Although I should add that if he'd passive aggressively said to me for 2 days after; "oh am I going to have clean pants tomorrow I wonder" all of his pants would've been in the bin.

mybonnieliesovertheocean2 · 08/03/2021 16:23

Am I reading the same thread as others?

This man lost his shit over a pair of pants and has gone on about it for two days. It doesnt matter that the situation is rectified, or that the man could have noticed his own drawer was empty the day before and mentioned it. No he has to berate his wife for two days then flip out dropping his cup in the process. As for earning more- I am glad to see that the OP doeas as it is unusual on MN so at least if he continues being a cock you can separate without being financially reliant on him

Tiktaktoe · 08/03/2021 16:26

I think you need to relook at the chores. He can do his own fucking washing!
His tantrum worked though didn't it? You knew it wasn't the end of the world and you did his washing. He still wouldn't let it go and when you challenged him he escalated his behaviour and now you are here wondering if you were wrong!
You say you aren't in an abusive relationship, I hate to break it to you, you're not in a good one either!
You work full time, yet do most of the housework, child care and wife work and yet when things aren't exactly as he wishes he behaves like that? He would get the bollocking of all bollockings if he was my husband. How fucking dare he behave like that!

ThePlantsitter · 08/03/2021 16:26

I think even if the laundry isn't your chore, clean pants are a personal necessity and so everyone except kids should be personally responsible for ensuring they have enough even if someone else is washing them.

Also I think throwing tea at any dropped household ball is a wanker move.

Also I don't think you share the chores equally.

Rainallnight · 08/03/2021 16:34

I cannot believe all the bosom hoiking here at another woman for being a bit behind with her washing. Man needs to buy himself more pants, for God’s sake.

averylongtimeago · 08/03/2021 16:36

I don't care if this adult bloke didn't have any clean pants- what stands out for me is that he threw his tea and food on the floor and has been sulking for two days!!!

I mean - pants still in the dryer, bit annoying but really? There are people on here that think his behaviour is in any way justified?

Bluntness100 · 08/03/2021 16:39

How odd. How many pairs of pants does he have? If you do the laundry daily, he can’t have that many, as otherwise why would you pick his pants out and leave them.

Also why did he drop his tea, was it on purpose? What a strange little man he is. Poor you.

fishonabicycle · 08/03/2021 16:56

If you do the cooking, washing up, laundry and home schooling etc, what the fuck are his jobs?

WellIWasInTheNeighbourhoo · 08/03/2021 16:58

You have too much on your plate. He needs to step up, no one should be doing all the laundry, all the washing up and all the cooking. That's not fair. Especially since you are bread winner as well. No man would put up with arrangement so why should you.

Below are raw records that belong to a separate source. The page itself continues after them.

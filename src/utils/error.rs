// src/utils/error.rs
use thiserror::Error;

#[derive(Error, Debug)]
pub enum ExtractError {
    #[error("Could not determine category: no .secondarytitle heading in document")]
    CategoryNotFound,

    #[error("Could not determine category from heading: {0:?}")]
    CategoryMismatch(String),

    #[error("Expected result for {model} has no answer text")]
    MissingAnswerText { model: String },
}

#[derive(Error, Debug)]
pub enum StorageError {
    #[error("I/O error: {0}")]
    IoError(#[from] std::io::Error),

    #[error("Serialization error: {0}")]
    SerializationError(String),
}

#[derive(Error, Debug)]
pub enum AppError {
    #[error("Configuration error: {0}")]
    Config(String),

    #[error("I/O error: {0}")]
    Io(#[from] std::io::Error), // Automatically convert IO errors

    #[error("Extraction failed: {0}")]
    Extraction(#[from] ExtractError),

    #[error("Storage error: {0}")]
    Storage(#[from] StorageError),

    #[error("Data processing failed: {0}")]
    Processing(String),
}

EmbarrassingAdmissions · 08/03/2021 16:59

he owns 12 pairs of pants so this means you failed to do laundry for almost 2 weeks,

It sounds like OP did laundry, just not necessarily that laundry.

How are people so confident about the arithmetic, irrespective? If you exercise, it's not unusual to have additional changes in a day - I've no idea if 12 = 12 days or if it's enough for 6 or 4.

chocoholic2021 · 08/03/2021 17:00

@BehindMyEyes

You obviously thinks it's important that you earn three times what he does ? How does that come into it?
I took it as she was pulling her weight financially and her role was not solely running the house.
mainsfed · 08/03/2021 17:01

@Aprilx

But OP has agreed to a particular split of chores and is not complaining that it is an unfair split. So her hours of work and other chores are 100% irrelevant.

You don’t see ‘we split the housework between he and I, but I still end up doing more’ as a complaint? Why?

mainsfed · 08/03/2021 17:03

@SausageBeanz

Either way, my opinion still stands that it's a non issue.

A grown man throwing his cup on the floor and all the tea in it is a non-issue?